According to Taking the Pledge, a documentary by the Network of Sex Work Projects, the impact has been felt around the world, from impoverished Mali where there are now more and more sex workers and less and less available condoms, to Bangladesh, where a series of United Nations-lauded drop-in centres were shuttered, leaving homeless sex workers with nowhere to bathe or use a toilet.

Working in the sex trade is not necessarily easy. Many sex workers have articulated a litany of woes associated with their time in the business, from feelings of low self-worth to post-traumatic stress disorder based on experiences such as intense violence and degradation from unstable clients.

But there is nothing intrinsically dangerous or unethical about sex work itself. The complicated situation facing those who sell sex has less to do with the nature of the job and more to do with our society’s failed responses to poverty, addiction, male violence, mental-health issues, sexuality and freedom of expression.

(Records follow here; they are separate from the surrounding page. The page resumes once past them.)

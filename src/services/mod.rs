// SPDX-License-Identifier: MIT
// Copyright 2026 Roland Dreier <roland@rolandd.dev>

//! Services module - business logic layer.

pub mod bot;
pub mod content;
pub mod day_close;
pub mod generator;
pub mod messenger;
pub mod nutrition;
pub mod progress;
pub mod reminder;
pub mod stats;

pub use bot::{BotService, Dialog};
pub use content::{ContentCatalog, ContentTarget, MealSlot, RegenOutcome};
pub use day_close::{CloseVerdict, MissingCategory};
pub use generator::{DisabledGenerator, OpenAiGenerator, TextGenerator};
pub use messenger::{BotApiSender, MessageSender};
pub use nutrition::NutritionLedger;
pub use progress::ProgressService;
pub use reminder::{BroadcastResult, ReminderKind, ReminderService};
pub use stats::{StatsReport, StatsReporter, StatsSummary};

Why does all of this matter to queers? Many of us have experienced poverty first hand or have engaged in sex work. Like sex pros, we know what it’s like to have our sexual experiences and very identities medicalized and criminalized. We know how it feels to be scapegoated about HIV/AIDS. We also know the value of reaching out to support other disenfranchised communities who intersect with our own — such as the trans community.

Sex workers may not have the right to communicate in public — but we do. Let’s use it to speak out on their behalf.